Could you tally the lines of the entries that carry the string "bool"? Reply with the number and nothing more.

[[ Supplied material open ]]

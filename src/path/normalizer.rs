//! Memoizing path normalizer.

use std::num::NonZeroUsize;

use lru::LruCache;

use super::{CanonicalPath, PathSpec, lower_to_cubics, to_absolute};
use crate::defaults::NORMALIZER_CACHE_CAPACITY;

/// Configuration for a [`PathNormalizer`].
#[derive(Debug, Clone, Copy, PartialEq, Eq)]
pub struct NormalizerConfig {
    /// Maximum number of normalized paths kept. Values below 1 are raised
    /// to 1.
    pub cache_capacity: usize,
}

impl Default for NormalizerConfig {
    fn default() -> Self {
        NormalizerConfig {
            cache_capacity: NORMALIZER_CACHE_CAPACITY,
        }
    }
}

/// Statistics for the normalization cache.
#[derive(Debug, Clone, Copy, PartialEq, Eq, Default)]
pub struct CacheStats {
    pub hits: u64,
    pub misses: u64,
    /// Entries currently cached.
    pub len: usize,
    pub capacity: usize,
}

impl CacheStats {
    /// Hit rate as a fraction (0.0 to 1.0).
    pub fn hit_rate(&self) -> f64 {
        let total = self.hits + self.misses;
        if total == 0 {
            0.0
        } else {
            self.hits as f64 / total as f64
        }
    }
}

/// Cache key: the exact input text. Raw path data and command sequences
/// are kept apart even when they print the same.
#[derive(Debug, Clone, PartialEq, Eq, Hash)]
enum PathKey {
    Raw(String),
    Segments(String),
}

impl PathKey {
    fn of(spec: &PathSpec) -> Self {
        match spec {
            PathSpec::Raw(source) => PathKey::Raw(source.clone()),
            PathSpec::Segments(_) => PathKey::Segments(spec.to_string()),
        }
    }
}

/// Resolves [`PathSpec`]s into [`CanonicalPath`]s, remembering the most
/// recently used results.
///
/// Not `Sync`; use one per thread or wrap it in a `Mutex`.
pub struct PathNormalizer {
    cache: LruCache<PathKey, CanonicalPath>,
    hits: u64,
    misses: u64,
}

impl PathNormalizer {
    pub fn new() -> Self {
        Self::with_config(&NormalizerConfig::default())
    }

    pub fn with_config(config: &NormalizerConfig) -> Self {
        let capacity = NonZeroUsize::new(config.cache_capacity).unwrap_or(NonZeroUsize::MIN);
        PathNormalizer {
            cache: LruCache::new(capacity),
            hits: 0,
            misses: 0,
        }
    }

    /// Canonical form of `spec`.
    ///
    /// Input that is empty, unreadable or contains no commands degrades to
    /// a single move to the origin.
    pub fn normalize(&mut self, spec: &PathSpec) -> CanonicalPath {
        let key = PathKey::of(spec);

        if let Some(path) = self.cache.get(&key) {
            self.hits += 1;
            crate::log::trace!(?key, "normalize cache hit");
            return path.clone();
        }

        self.misses += 1;
        crate::log::trace!(?key, "normalize cache miss");
        let path = normalize_uncached(spec);
        self.cache.put(key, path.clone());
        path
    }

    /// Current cache statistics.
    pub fn stats(&self) -> CacheStats {
        CacheStats {
            hits: self.hits,
            misses: self.misses,
            len: self.cache.len(),
            capacity: self.cache.cap().get(),
        }
    }

    /// Drop every cached path and reset the counters.
    pub fn clear(&mut self) {
        self.cache.clear();
        self.hits = 0;
        self.misses = 0;
    }
}

impl Default for PathNormalizer {
    fn default() -> Self {
        Self::new()
    }
}

/// Normalize without touching any cache.
pub fn normalize_uncached(spec: &PathSpec) -> CanonicalPath {
    let commands = spec.commands();
    let path = lower_to_cubics(&to_absolute(&commands));
    if path.is_empty() {
        CanonicalPath::origin()
    } else {
        path
    }
}

#[cfg(test)]
mod tests {
    use super::*;
    use crate::path::{CanonicalSegment, PathCommand};
    use glam::dvec2;
    use insta::assert_snapshot;

    fn normalize(source: &str) -> CanonicalPath {
        normalize_uncached(&PathSpec::from(source))
    }

    #[test]
    fn straight_line_snapshot() {
        assert_snapshot!(normalize("M0,0L100,100").to_string(), @"M0,0C0,0,100,100,100,100");
    }

    #[test]
    fn relative_polyline_snapshot() {
        assert_snapshot!(
            normalize("m10,10 h10 v10 z").to_string(),
            @"M10,10C10,10,20,10,20,10C20,10,20,20,20,20C20,20,10,10,10,10"
        );
    }

    #[test]
    fn quadratic_snapshot() {
        assert_snapshot!(normalize("M0,0 Q30,30 60,0").to_string(), @"M0,0C20,20,40,20,60,0");
    }

    #[test]
    fn empty_and_unreadable_input_degrade_to_origin() {
        assert_eq!(normalize(""), CanonicalPath::origin());
        assert_eq!(normalize("M0,0 L10;10"), CanonicalPath::origin());
        assert_eq!(
            normalize_uncached(&PathSpec::Segments(Vec::new())),
            CanonicalPath::origin()
        );
    }

    #[test]
    fn segments_and_raw_agree() {
        let raw = normalize("M0,100 L100,0");
        let segments = normalize_uncached(&PathSpec::from(vec![
            PathCommand::move_to(0.0, 100.0),
            PathCommand::line_to(100.0, 0.0),
        ]));
        assert_eq!(raw, segments);
    }

    #[test]
    fn move_only_path_is_kept() {
        assert_eq!(
            normalize("M5,5").segments(),
            &[CanonicalSegment::MoveTo(dvec2(5.0, 5.0))]
        );
    }

    #[test]
    fn cache_counts_hits_and_misses() {
        let mut normalizer = PathNormalizer::new();
        let spec = PathSpec::from("M0,0L10,10");
        let first = normalizer.normalize(&spec);
        let second = normalizer.normalize(&spec);
        assert_eq!(first, second);

        let stats = normalizer.stats();
        assert_eq!(stats.hits, 1);
        assert_eq!(stats.misses, 1);
        assert_eq!(stats.len, 1);
        assert_eq!(stats.capacity, NORMALIZER_CACHE_CAPACITY);
        assert_eq!(stats.hit_rate(), 0.5);
    }

    #[test]
    fn cache_evicts_least_recently_used() {
        let mut normalizer = PathNormalizer::with_config(&NormalizerConfig { cache_capacity: 2 });
        let a = PathSpec::from("M0,0L1,1");
        let b = PathSpec::from("M0,0L2,2");
        let c = PathSpec::from("M0,0L3,3");

        normalizer.normalize(&a);
        normalizer.normalize(&b);
        normalizer.normalize(&a);
        normalizer.normalize(&c); // evicts b
        normalizer.normalize(&a);
        assert_eq!(normalizer.stats().hits, 2);

        normalizer.normalize(&b);
        assert_eq!(normalizer.stats().misses, 4);
    }

    #[test]
    fn zero_capacity_is_raised_to_one() {
        let mut normalizer = PathNormalizer::with_config(&NormalizerConfig { cache_capacity: 0 });
        assert_eq!(normalizer.stats().capacity, 1);
        let spec = PathSpec::from("M0,0L1,1");
        normalizer.normalize(&spec);
        normalizer.normalize(&spec);
        assert_eq!(normalizer.stats().hits, 1);
    }

    #[test]
    fn clear_resets_everything() {
        let mut normalizer = PathNormalizer::new();
        normalizer.normalize(&PathSpec::from("M0,0L1,1"));
        normalizer.clear();
        assert_eq!(
            normalizer.stats(),
            CacheStats {
                capacity: NORMALIZER_CACHE_CAPACITY,
                ..CacheStats::default()
            }
        );
    }
}
//! Per-gesture snapping inputs and the values derived from them.
//!
//! Offsets and min/max constraints depend on the shape and bounds at the
//! start of a gesture. They are derived the first time an axis is snapped
//! and reused for every later event of the same gesture.

use std::collections::{BTreeSet, HashSet};
use std::fmt;
use std::str::FromStr;

use super::event::ShapeGeometry;
use crate::errors::SnapError;
use crate::types::{Axis, AxisPair, Trbl};

/// Which edge or corner a resize drags.
#[derive(Debug, Clone, Copy, PartialEq, Eq, Hash)]
pub enum ResizeDirection {
    N,
    NE,
    E,
    SE,
    S,
    SW,
    W,
    NW,
}

impl ResizeDirection {
    pub fn is_north(self) -> bool {
        matches!(self, ResizeDirection::N | ResizeDirection::NE | ResizeDirection::NW)
    }

    pub fn is_west(self) -> bool {
        matches!(self, ResizeDirection::W | ResizeDirection::SW | ResizeDirection::NW)
    }
}

impl fmt::Display for ResizeDirection {
    fn fmt(&self, f: &mut fmt::Formatter<'_>) -> fmt::Result {
        let s = match self {
            ResizeDirection::N => "n",
            ResizeDirection::NE => "ne",
            ResizeDirection::E => "e",
            ResizeDirection::SE => "se",
            ResizeDirection::S => "s",
            ResizeDirection::SW => "sw",
            ResizeDirection::W => "w",
            ResizeDirection::NW => "nw",
        };
        write!(f, "{}", s)
    }
}

impl FromStr for ResizeDirection {
    type Err = SnapError;

    fn from_str(s: &str) -> Result<Self, Self::Err> {
        match s {
            "n" => Ok(ResizeDirection::N),
            "ne" => Ok(ResizeDirection::NE),
            "e" => Ok(ResizeDirection::E),
            "se" => Ok(ResizeDirection::SE),
            "s" => Ok(ResizeDirection::S),
            "sw" => Ok(ResizeDirection::SW),
            "w" => Ok(ResizeDirection::W),
            "nw" => Ok(ResizeDirection::NW),
            other => Err(SnapError::InvalidDirection {
                name: other.to_string(),
            }),
        }
    }
}

/// Smallest and largest bounds a resized shape may take.
#[derive(Debug, Clone, Copy, PartialEq, Default)]
pub struct ResizeConstraints {
    pub min: Option<Trbl>,
    pub max: Option<Trbl>,
}

/// Bounds for one axis. Either side may be open.
#[derive(Debug, Clone, Copy, PartialEq, Default)]
pub struct AxisConstraints {
    pub min: Option<f64>,
    pub max: Option<f64>,
}

/// Values derived during a gesture, one slot per axis.
#[derive(Debug, Clone, Default, PartialEq)]
pub struct GestureState {
    constraints: AxisPair<Option<AxisConstraints>>,
    offset: AxisPair<Option<f64>>,
}

impl GestureState {
    /// Cached constraints for `axis`, if derived yet.
    pub fn constraints(&self, axis: Axis) -> Option<AxisConstraints> {
        self.constraints[axis]
    }

    /// Cached offset for `axis`, if derived yet.
    pub fn offset(&self, axis: Axis) -> Option<f64> {
        self.offset[axis]
    }

    pub(crate) fn constraints_or_insert_with(
        &mut self,
        axis: Axis,
        derive: impl FnOnce() -> AxisConstraints,
    ) -> AxisConstraints {
        *self.constraints[axis].get_or_insert_with(|| {
            let constraints = derive();
            crate::log::debug!(%axis, ?constraints, "cached snap constraints");
            constraints
        })
    }

    pub(crate) fn offset_or_insert_with(&mut self, axis: Axis, derive: impl FnOnce() -> f64) -> f64 {
        *self.offset[axis].get_or_insert_with(|| {
            let offset = derive();
            crate::log::debug!(%axis, offset, "cached snap offset");
            offset
        })
    }
}

/// Everything snapping knows about one interaction.
///
/// Create one per gesture (drag, resize, create, ...) and pass it to every
/// event of that gesture.
#[derive(Debug, Clone, Default, PartialEq)]
pub struct GestureContext {
    /// Dragged edge or corner, for resizes.
    pub direction: Option<ResizeDirection>,
    /// Area a newly created shape must stay in.
    pub create_constraints: Option<Trbl>,
    pub resize_constraints: Option<ResizeConstraints>,
    /// Which part of the shape snaps (`"top-left"`, `"bottom-right"`, ...).
    /// The shape's center snaps when unset.
    pub snap_location: Option<String>,
    pub snapping: GestureState,
}

impl GestureContext {
    pub fn new() -> Self {
        Self::default()
    }

    pub fn with_direction(mut self, direction: ResizeDirection) -> Self {
        self.direction = Some(direction);
        self
    }

    pub fn with_create_constraints(mut self, bounds: Trbl) -> Self {
        self.create_constraints = Some(bounds);
        self
    }

    pub fn with_resize_constraints(mut self, constraints: ResizeConstraints) -> Self {
        self.resize_constraints = Some(constraints);
        self
    }

    pub fn with_snap_location(mut self, location: impl Into<String>) -> Self {
        self.snap_location = Some(location.into());
        self
    }
}

/// Lookup of elements already placed in the diagram.
pub trait ElementRegistry {
    fn contains(&self, id: &str) -> bool;
}

impl ElementRegistry for HashSet<String> {
    fn contains(&self, id: &str) -> bool {
        HashSet::contains(self, id)
    }
}

impl ElementRegistry for BTreeSet<String> {
    fn contains(&self, id: &str) -> bool {
        BTreeSet::contains(self, id)
    }
}

impl ElementRegistry for [&str] {
    fn contains(&self, id: &str) -> bool {
        self.iter().any(|known| *known == id)
    }
}

/// Min/max bounds for `axis` from creation and resize limits.
///
/// Creation bounds apply as-is. Resize limits depend on the dragged edge: a
/// west or north drag moves the low edge, which the minimum bounds cap from
/// above and the maximum bounds from below; any other drag moves the high
/// edge, the other way round. Resize limits override creation bounds.
pub fn derive_constraints(
    axis: Axis,
    direction: Option<ResizeDirection>,
    create: Option<&Trbl>,
    resize: Option<&ResizeConstraints>,
) -> AxisConstraints {
    let mut out = AxisConstraints::default();
    let low_edge = match axis {
        Axis::X => direction.is_some_and(ResizeDirection::is_west),
        Axis::Y => direction.is_some_and(ResizeDirection::is_north),
    };

    let low = |t: &Trbl| match axis {
        Axis::X => t.left,
        Axis::Y => t.top,
    };
    let high = |t: &Trbl| match axis {
        Axis::X => t.right,
        Axis::Y => t.bottom,
    };

    if let Some(create) = create {
        out.min = Some(low(create));
        out.max = Some(high(create));
    }

    let resize = resize.copied().unwrap_or_default();

    if let Some(min) = resize.min.as_ref() {
        if low_edge {
            out.max = Some(low(min));
        } else {
            out.min = Some(high(min));
        }
    }

    if let Some(max) = resize.max.as_ref() {
        if low_edge {
            out.min = Some(low(max));
        } else {
            out.max = Some(high(max));
        }
    }

    out
}

/// Offset that moves the snapping reference point of `shape` onto the grid.
///
/// Shapes not yet in the diagram (being created) snap by their center, so
/// their origin plus half their extent is added. A snap location naming an
/// edge shifts the reference by half the extent towards that edge.
pub fn derive_offset(
    axis: Axis,
    shape: Option<&ShapeGeometry>,
    placed: bool,
    location: Option<&str>,
) -> f64 {
    let Some(shape) = shape else {
        return 0.0;
    };

    let extent = shape.bounds.extent(axis);
    let mut offset = 0.0;

    if !placed {
        offset += shape.bounds.origin(axis) + extent / 2.0;
    }

    let Some(location) = location else {
        return offset;
    };

    let (low, high) = match axis {
        Axis::X => ("left", "right"),
        Axis::Y => ("top", "bottom"),
    };
    if location.contains(low) {
        offset -= extent / 2.0;
    } else if location.contains(high) {
        offset += extent / 2.0;
    }

    offset
}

[[ Supplied material closed ]]

**Response to this task**.
7